**Given data**.

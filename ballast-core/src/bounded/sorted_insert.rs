//! Bounded-sorted-insert-with-mirror: insertion into an ascending-sorted,
//! capacity-bounded array, keeping a parallel "value" array in lock-step.
//!
//! This is the primitive neighbor-list maintenance is built on, both for
//! IHCI leaf neighbors and BLAST outgoing edges. It plays the role an
//! HNSW graph's diversity-heuristic neighbor eviction would play, but
//! without the diversity phase: this is a literal nearest-`capacity` list.

/// Inserts `(key, distance)` into the ascending-by-distance parallel arrays
/// `keys`/`distances`, evicting the current farthest entry if the arrays are
/// already at `capacity` and the new entry is closer than the farthest.
///
/// Returns the index the new entry was inserted at, or `None` if it was
/// rejected (arrays at capacity and the new entry is not strictly closer than
/// the current farthest entry).
///
/// # Panics
///
/// Panics (via `debug_assert`) if `keys.len() != distances.len()`.
pub fn bounded_sorted_insert<T: Copy>(
    keys: &mut Vec<T>,
    distances: &mut Vec<f32>,
    capacity: usize,
    key: T,
    distance: f32,
) -> Option<usize> {
    debug_assert_eq!(keys.len(), distances.len());

    let pos = distances.partition_point(|&d| d <= distance);

    if keys.len() < capacity {
        keys.insert(pos, key);
        distances.insert(pos, distance);
        return Some(pos);
    }

    // Already at capacity: reject anything that wouldn't displace the
    // current farthest entry.
    if pos >= capacity {
        return None;
    }

    keys.insert(pos, key);
    distances.insert(pos, distance);
    keys.truncate(capacity);
    distances.truncate(capacity);
    Some(pos)
}

#[cfg(test)]
mod tests {
    use super::*;

    #[test]
    fn fills_up_to_capacity_in_ascending_order() {
        let mut keys = Vec::new();
        let mut distances = Vec::new();

        assert_eq!(bounded_sorted_insert(&mut keys, &mut distances, 3, 'a', 3.0), Some(0));
        assert_eq!(bounded_sorted_insert(&mut keys, &mut distances, 3, 'b', 1.0), Some(0));
        assert_eq!(bounded_sorted_insert(&mut keys, &mut distances, 3, 'c', 2.0), Some(1));

        assert_eq!(keys, vec!['b', 'c', 'a']);
        assert_eq!(distances, vec![1.0, 2.0, 3.0]);
    }

    #[test]
    fn rejects_when_full_and_not_strictly_better() {
        let mut keys = vec!['a', 'b'];
        let mut distances = vec![1.0, 2.0];

        assert_eq!(bounded_sorted_insert(&mut keys, &mut distances, 2, 'c', 5.0), None);
        assert_eq!(keys, vec!['a', 'b']);
    }

    #[test]
    fn evicts_farthest_when_full_and_better() {
        let mut keys = vec!['a', 'b'];
        let mut distances = vec![1.0, 2.0];

        let idx = bounded_sorted_insert(&mut keys, &mut distances, 2, 'c', 1.5);
        assert_eq!(idx, Some(1));
        assert_eq!(keys, vec!['a', 'c']);
        assert_eq!(distances, vec![1.0, 1.5]);
    }

    #[test]
    fn keys_and_distances_stay_parallel() {
        let mut keys = Vec::new();
        let mut distances = Vec::new();
        for (k, d) in [(0, 5.0), (1, 2.0), (2, 8.0), (3, 1.0), (4, 0.5)] {
            bounded_sorted_insert(&mut keys, &mut distances, 4, k, d);
        }
        assert_eq!(keys.len(), distances.len());
        assert!(distances.windows(2).all(|w| w[0] <= w[1]));
    }
}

**What is required**.
Search the entries for the word "current" and copy every line that has it.

**Result of this exercise**.
/// `keys`/`distances`, evicting the current farthest entry if the arrays are
/// the current farthest entry).
    // current farthest entry.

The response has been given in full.